North Korea Releases Surveillance Video Showing American Removing Banner
North Korea has released the surveillance video it says shows an American university student stealing a propaganda banner bearing the name of Kim Jong-il—the state’s former leader—from the wall of his hotel. Otto Warmbier, 21, was sentenced on March 15 to 15 years of hard labor in a prison camp for the alleged crime.
The video shows Warmbier, an undergraduate student from the University of Virginia, in a cramped area of the Yanggakdo International Hotel in Pyongyang, walking towards the wall before removing the rectangular poster.
The banner reads (translation): “Let’s arm ourselves strongly with Kim Jong-il patriotism!”
The morning of Jan. 1, according to a time stamp on a video image (which was also used as part of a witness testimony to help identify him), was when Warmbier committed the act of vandalism, reported the Daily Mail.
“When I got off work, there was nothing amiss,” a second witness—a hotel staff member, told the court.
“But when I returned, I thought someone had deliberately taken the slogan down, so I mobilized security to prevent damage to it and reported it to the authorities.”
Warmbier went to North Korea with a tour agency.

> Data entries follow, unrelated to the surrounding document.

use crate::adjust::FragmentList;
use crate::error::AlignError;
use crate::features::FeatureMatrix;
use crate::types::{Fragment, Interval};

/// Turns a PCM sample buffer into a feature matrix.
pub trait FeatureExtractor: Send + Sync {
    fn extract(&self, samples: &[f64], sample_rate_hz: u32) -> Result<FeatureMatrix, AlignError>;
}

/// Finds the minimum-cost monotonic path between two feature sequences.
pub trait SequenceAligner: Send + Sync {
    fn align_path(
        &self,
        real: &FeatureMatrix,
        synth: &FeatureMatrix,
    ) -> Result<Vec<(usize, usize)>, AlignError>;
}

/// Post-processes raw fragment boundaries into the final fragment list.
pub trait BoundaryPolicy: Send + Sync {
    fn adjust(
        &self,
        fragments: &[Fragment],
        time_values: &[f64],
        nonspeech: &[Interval],
        window_shift: f64,
        audio_length: f64,
    ) -> Result<FragmentList, AlignError>;
}
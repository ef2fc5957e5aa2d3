//! Runtime configuration.

use std::time::Duration;

use crate::batch::BatchConfig;
use crate::subs::SubsConfig;

/// Configuration for a [`Runtime`](crate::Runtime).
///
/// The defaults are tuned for an interactive client: a short coalescing
/// window on the fetch path, a few seconds of patience for slow relays, and
/// weekly retention pruned every ten minutes.
#[derive(Debug, Clone)]
pub struct RuntimeConfig {
    /// Upper bound on waiting for per-relay EOSE before the aggregate EOSE
    /// fires anyway.
    pub eose_timeout: Duration,

    /// Capacity of each subscription listener's channel.
    pub listener_capacity: usize,

    /// Debounce windows and flush bounds for batched lookups.
    pub batch: BatchConfig,

    /// How often the background pruner runs (when spawned).
    pub prune_interval: Duration,

    /// Events older than this are removed by the background pruner.
    pub prune_max_age: Duration,
}

impl Default for RuntimeConfig {
    fn default() -> Self {
        Self {
            eose_timeout: Duration::from_secs(5),
            listener_capacity: 256,
            batch: BatchConfig::default(),
            prune_interval: Duration::from_secs(600),
            prune_max_age: Duration::from_secs(7 * 86400),
        }
    }
}

impl RuntimeConfig {
    /// The subscription manager's slice of this configuration.
    pub(crate) fn subs(&self) -> SubsConfig {
        SubsConfig {
            eose_timeout: self.eose_timeout,
            listener_capacity: self.listener_capacity,
        }
    }
}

He was stopped at the end of the five-day group tour at the airport and immediately got taken away, according to the tour operator that arranged the trip.

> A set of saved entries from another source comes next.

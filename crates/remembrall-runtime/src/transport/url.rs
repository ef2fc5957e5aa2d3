//! Relay URL normalization.
//!
//! Relay URLs arrive from user configuration and from events in many
//! cosmetically different spellings. Subscriptions are deduplicated by a
//! fingerprint over their relay set, so the same relay must always normalize
//! to the same string:
//!
//! - scheme and host are lowercased
//! - trailing slashes are removed
//! - default ports are dropped (`:443` for `wss`, `:80` for `ws`)
//! - paths are preserved
//!
//! Only websocket schemes (`wss://`, `ws://`) are accepted.

use std::fmt;

use remembrall_core::{Error, Result};

/// A normalized relay URL.
///
/// Construction via [`RelayUrl::parse`] is the only way to obtain one, so
/// two `RelayUrl`s compare equal iff they denote the same relay endpoint.
#[derive(Debug, Clone, PartialEq, Eq, PartialOrd, Ord, Hash)]
pub struct RelayUrl(String);

impl RelayUrl {
    /// Parse and normalize a relay URL.
    ///
    /// # Errors
    ///
    /// Returns [`Error::InvalidRelayUrl`] if the scheme is not `wss`/`ws`
    /// or the host is missing.
    pub fn parse(input: &str) -> Result<Self> {
        let trimmed = input.trim();

        let (scheme, rest) = match split_scheme(trimmed) {
            Some(parts) => parts,
            None => {
                return Err(Error::InvalidRelayUrl {
                    url: input.to_string(),
                    reason: "scheme must be wss:// or ws://".to_string(),
                });
            }
        };

        let (host, path) = match rest.find('/') {
            Some(pos) => (&rest[..pos], &rest[pos..]),
            None => (rest, ""),
        };

        if host.is_empty() {
            return Err(Error::InvalidRelayUrl {
                url: input.to_string(),
                reason: "empty host".to_string(),
            });
        }

        let mut host = host.to_ascii_lowercase();

        // Drop the default port for the scheme
        let default_port = if scheme == "wss" { ":443" } else { ":80" };
        if let Some(stripped) = host.strip_suffix(default_port) {
            // Keep IPv6 literals intact: [::1]:443 strips cleanly too
            host = stripped.to_string();
        }

        let mut normalized = format!("{}://{}{}", scheme, host, path);
        while normalized.ends_with('/') {
            normalized.pop();
        }

        Ok(Self(normalized))
    }

    /// The normalized URL string.
    pub fn as_str(&self) -> &str {
        &self.0
    }
}

impl fmt::Display for RelayUrl {
    fn fmt(&self, f: &mut fmt::Formatter<'_>) -> fmt::Result {
        f.write_str(&self.0)
    }
}

impl TryFrom<&str> for RelayUrl {
    type Error = Error;

    fn try_from(value: &str) -> Result<Self> {
        Self::parse(value)
    }
}

/// Split off a websocket scheme, case-insensitively.
fn split_scheme(url: &str) -> Option<(&'static str, &str)> {
    let lower = url.get(..6).map(str::to_ascii_lowercase);
    if lower.as_deref() == Some("wss://") {
        return Some(("wss", &url[6..]));
    }
    let lower = url.get(..5).map(str::to_ascii_lowercase);
    if lower.as_deref() == Some("ws://") {
        return Some(("ws", &url[5..]));
    }
    None
}

#[cfg(test)]
mod tests {
    use super::*;

    #[test]
    fn test_normalize_trailing_slash() {
        assert_eq!(
            RelayUrl::parse("wss://relay.example.com/").unwrap().as_str(),
            "wss://relay.example.com"
        );
        assert_eq!(
            RelayUrl::parse("wss://relay.example.com///").unwrap().as_str(),
            "wss://relay.example.com"
        );
    }

    #[test]
    fn test_normalize_case() {
        assert_eq!(
            RelayUrl::parse("WSS://Relay.Example.COM").unwrap().as_str(),
            "wss://relay.example.com"
        );
    }

    #[test]
    fn test_normalize_default_port() {
        assert_eq!(
            RelayUrl::parse("wss://relay.example.com:443").unwrap().as_str(),
            "wss://relay.example.com"
        );
        assert_eq!(
            RelayUrl::parse("ws://relay.example.com:80").unwrap().as_str(),
            "ws://relay.example.com"
        );
        // Non-default ports are preserved
        assert_eq!(
            RelayUrl::parse("wss://relay.example.com:8443").unwrap().as_str(),
            "wss://relay.example.com:8443"
        );
    }

    #[test]
    fn test_normalize_preserves_path() {
        assert_eq!(
            RelayUrl::parse("wss://relay.example.com/nostr/").unwrap().as_str(),
            "wss://relay.example.com/nostr"
        );
    }

    #[test]
    fn test_equivalent_spellings_compare_equal() {
        let a = RelayUrl::parse("wss://Relay.Damus.io/").unwrap();
        let b = RelayUrl::parse("wss://relay.damus.io:443").unwrap();
        assert_eq!(a, b);
    }

    #[test]
    fn test_rejects_non_websocket_schemes() {
        assert!(RelayUrl::parse("https://relay.example.com").is_err());
        assert!(RelayUrl::parse("relay.example.com").is_err());
        assert!(RelayUrl::parse("").is_err());
    }

    #[test]
    fn test_rejects_empty_host() {
        assert!(RelayUrl::parse("wss://").is_err());
        assert!(RelayUrl::parse("wss:///path").is_err());
    }
}
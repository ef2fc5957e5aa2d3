//! Error types for the cache runtime.

use thiserror::Error;

/// Result type alias using the crate's error type.
pub type Result<T> = std::result::Result<T, Error>;

/// Errors that can occur while setting up the runtime or its transport.
///
/// Steady-state operation does not error: malformed events are rejected via
/// boolean returns, relay failures are absorbed into coverage accounting,
/// and publish failures are reported as data.
#[derive(Error, Debug)]
pub enum Error {
    /// Invalid event, filter, or relay URL.
    #[error(transparent)]
    Core(#[from] remembrall_core::Error),

    /// Nostr SDK error (connection setup, subscription plumbing).
    #[error("Nostr SDK error: {0}")]
    NostrSdk(#[from] nostr_sdk::client::Error),

    /// Configuration error.
    #[error("configuration error: {0}")]
    Config(String),
}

In a tearful confession in February, Warmbier told press assembled in Pyongyang that his hometown church in Wyoming, Ohio—Friendship United Methodist Church—requested he steal the banner.

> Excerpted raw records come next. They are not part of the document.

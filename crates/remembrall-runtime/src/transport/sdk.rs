//! Production transport adapter over `nostr-sdk`.
//!
//! [`SdkTransport`] drives a `nostr_sdk::Client` relay pool and translates
//! its notification stream into [`TransportMessage`]s. One adapter instance
//! owns one pool; every `open` call becomes a set of SDK subscriptions (the
//! SDK takes one filter per subscription, so a multi-filter open issues one
//! per filter and aggregates per-relay EOSE across them).
//!
//! Events delivered by the SDK have already had their id and signature
//! verified; this adapter only converts shapes.

use std::collections::{HashMap, HashSet};

use async_trait::async_trait;
use nostr_sdk::prelude::*;
use remembrall_core::Filter as CoreFilter;
use tokio::sync::mpsc;
use tokio_util::sync::CancellationToken;

use super::{PublishOutcome, RelayTransport, TransportMessage, TransportSub};
use crate::error::Result;

/// Per-`open` channel capacity toward the subscription pump.
const CHANNEL_CAPACITY: usize = 1024;

/// Configuration for the SDK transport.
#[derive(Debug, Clone)]
pub struct SdkTransportConfig {
    /// Size of the SDK notification channel buffer. Heavy subscriptions can
    /// overflow the default and drop notifications as `Lagged`.
    pub notification_channel_size: usize,

    /// How long to wait after `connect` for relay connections to establish
    /// before the transport is handed out.
    pub connect_grace: std::time::Duration,
}

impl Default for SdkTransportConfig {
    fn default() -> Self {
        Self {
            notification_channel_size: 16384,
            connect_grace: std::time::Duration::from_secs(2),
        }
    }
}

/// [`RelayTransport`] implementation over a `nostr_sdk::Client` relay pool.
pub struct SdkTransport {
    client: Client,
}

impl SdkTransport {
    /// Build a client pool, add the seed relays and connect.
    ///
    /// # Errors
    ///
    /// Returns an error if a relay cannot be added to the pool. Connection
    /// failures after that are per-relay and absorbed at runtime.
    pub async fn connect(
        relays: &[super::RelayUrl],
        config: SdkTransportConfig,
    ) -> Result<Self> {
        let pool_opts =
            RelayPoolOptions::default().notification_channel_size(config.notification_channel_size);
        let opts = ClientOptions::new().pool(pool_opts);
        let client = Client::builder().opts(opts).build();

        for relay in relays {
            client.add_relay(relay.as_str()).await?;
            tracing::debug!(relay = %relay, "added relay");
        }
        client.connect().await;

        // Give the websockets a moment so the first subscription does not
        // race an empty pool
        tokio::time::sleep(config.connect_grace).await;

        Ok(Self { client })
    }

    /// Wrap an already-configured client.
    pub fn from_client(client: Client) -> Self {
        Self { client }
    }

    /// Disconnect the underlying pool.
    pub async fn shutdown(&self) {
        self.client.disconnect().await;
    }
}

#[async_trait]
impl RelayTransport for SdkTransport {
    fn open(&self, relays: &[super::RelayUrl], filters: &[CoreFilter]) -> TransportSub {
        let (tx, rx) = mpsc::channel(CHANNEL_CAPACITY);
        let token = CancellationToken::new();

        tokio::spawn(run_subscription(
            self.client.clone(),
            relays.to_vec(),
            filters.to_vec(),
            tx,
            token.clone(),
        ));

        TransportSub::new(rx, token)
    }

    async fn publish(
        &self,
        relays: &[super::RelayUrl],
        event: &remembrall_core::Event,
    ) -> PublishOutcome {
        let total = relays.len();
        let all_failed = |reason: String| PublishOutcome {
            accepted: 0,
            total,
            failures: relays.iter().map(|r| (r.clone(), reason.clone())).collect(),
        };

        let sdk_event = match Event::from_json(event.as_json()) {
            Ok(event) => event,
            Err(err) => return all_failed(format!("invalid event: {}", err)),
        };

        // Relays outside the pool are added on the fly
        for relay in relays {
            if let Err(err) = self.client.add_relay(relay.as_str()).await {
                tracing::debug!(relay = %relay, error = %err, "failed to add relay for publish");
            }
        }

        let urls: Vec<String> = relays.iter().map(|r| r.as_str().to_string()).collect();
        match self.client.send_event_to(urls, &sdk_event).await {
            Ok(output) => PublishOutcome {
                accepted: output.success.len(),
                total,
                failures: output
                    .failed
                    .into_iter()
                    .filter_map(|(url, reason)| {
                        super::RelayUrl::parse(&url.to_string())
                            .ok()
                            .map(|relay| (relay, reason))
                    })
                    .collect(),
            },
            Err(err) => all_failed(err.to_string()),
        }
    }
}

/// Drive one logical subscription: issue the SDK subscriptions, translate
/// notifications, aggregate per-relay EOSE across the per-filter
/// subscription ids, and unsubscribe when the close token fires.
async fn run_subscription(
    client: Client,
    relays: Vec<super::RelayUrl>,
    filters: Vec<CoreFilter>,
    tx: mpsc::Sender<TransportMessage>,
    token: CancellationToken,
) {
    // Make sure every relay in the set is in the pool and connecting
    let mut sdk_relays: Vec<RelayUrl> = Vec::with_capacity(relays.len());
    for relay in &relays {
        if let Err(err) = client.add_relay(relay.as_str()).await {
            tracing::warn!(relay = %relay, error = %err, "failed to add relay");
            continue;
        }
        if let Err(err) = client.connect_relay(relay.as_str()).await {
            tracing::debug!(relay = %relay, error = %err, "connect_relay failed");
        }
        match RelayUrl::parse(relay.as_str()) {
            Ok(url) => sdk_relays.push(url),
            Err(err) => tracing::warn!(relay = %relay, error = %err, "unparseable relay URL"),
        }
    }

    // The SDK takes one filter per subscription
    let mut sub_ids: HashSet<SubscriptionId> = HashSet::new();
    for filter in &filters {
        let sdk_filter = match Filter::from_json(filter.to_string()) {
            Ok(filter) => filter,
            Err(err) => {
                tracing::warn!(error = %err, "filter did not convert, skipping");
                continue;
            }
        };
        match client
            .subscribe_to(sdk_relays.clone(), sdk_filter, None)
            .await
        {
            Ok(output) => {
                sub_ids.insert(output.val);
            }
            Err(err) => tracing::warn!(error = %err, "subscribe failed"),
        }
    }

    if sub_ids.is_empty() {
        // Nothing is live; report every relay as done so the pump's EOSE
        // accounting is not left hanging until the timeout
        for relay in &relays {
            let _ = tx
                .send(TransportMessage::Disconnected {
                    relay: relay.clone(),
                })
                .await;
        }
        return;
    }

    // A relay has finished its backlog once every per-filter subscription
    // on it has signaled EOSE
    let mut awaiting: HashMap<super::RelayUrl, HashSet<SubscriptionId>> = relays
        .iter()
        .map(|relay| (relay.clone(), sub_ids.clone()))
        .collect();

    let mut notifications = client.notifications();

    loop {
        tokio::select! {
            _ = token.cancelled() => break,
            notification = notifications.recv() => match notification {
                Ok(RelayPoolNotification::Event { relay_url, subscription_id, event }) => {
                    if !sub_ids.contains(&subscription_id) {
                        continue;
                    }
                    let relay = match super::RelayUrl::parse(&relay_url.to_string()) {
                        Ok(relay) => relay,
                        Err(_) => continue,
                    };
                    let event = match remembrall_core::Event::from_json(&event.as_json()) {
                        Ok(event) => event,
                        Err(err) => {
                            tracing::debug!(error = %err, "dropping unconvertible event");
                            continue;
                        }
                    };
                    if tx.send(TransportMessage::Event { relay, event }).await.is_err() {
                        break;
                    }
                }
                Ok(RelayPoolNotification::Message { relay_url, message }) => {
                    let relay = match super::RelayUrl::parse(&relay_url.to_string()) {
                        Ok(relay) => relay,
                        Err(_) => continue,
                    };
                    match message {
                        RelayMessage::EndOfStoredEvents(sid) => {
                            if !sub_ids.contains(sid.as_ref()) {
                                continue;
                            }
                            if let Some(pending) = awaiting.get_mut(&relay) {
                                pending.remove(sid.as_ref());
                                if pending.is_empty() {
                                    awaiting.remove(&relay);
                                    if tx.send(TransportMessage::Eose { relay }).await.is_err() {
                                        break;
                                    }
                                }
                            }
                        }
                        RelayMessage::Closed { subscription_id, message } => {
                            if !sub_ids.contains(subscription_id.as_ref()) {
                                continue;
                            }
                            tracing::debug!(relay = %relay, reason = %message, "relay closed subscription");
                            awaiting.remove(&relay);
                            if tx
                                .send(TransportMessage::Disconnected { relay })
                                .await
                                .is_err()
                            {
                                break;
                            }
                        }
                        _ => {}
                    }
                }
                Ok(RelayPoolNotification::Shutdown) => break,
                Err(tokio::sync::broadcast::error::RecvError::Closed) => break,
                Err(tokio::sync::broadcast::error::RecvError::Lagged(count)) => {
                    tracing::warn!(count, "notification receiver lagged, messages dropped");
                    continue;
                }
            }
        }
    }

    for sub_id in &sub_ids {
        client.unsubscribe(sub_id).await;
    }
}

The church member told Warmbier the banner would be hung on its wall as a trophy, but if things took an unexpected turn—such as him getting detained and not returning—$200,000 would be paid to his mother in the form of a charitable donation, Warmbier said.
Warmbier said he accepted the money offer because his family is “suffering from very severe financial difficulties.”
Warmbier also told reporters that he had also been influenced in his vandalism act by the university’s “Z Society,” which apparently he was trying to join.
According to the Daily Mail, the magazine of the university’s alumni association said the Z Society is a “semi-secret ring society” that was founded in 1892. It conducts philanthropy, and puts on honorary dinners and grants academic awards.
Warmbier pleaded with judges in court on March 16, to “please think of my family” right before he was sentenced.
The White House said Warmbier’s sentence is “unduly harsh” and urged “immediate release” from jail on humanitarian grounds.
Since the incident, the State Department has warned Americans against traveling to North Korea—even if, in the past, Americans have returned home without incident.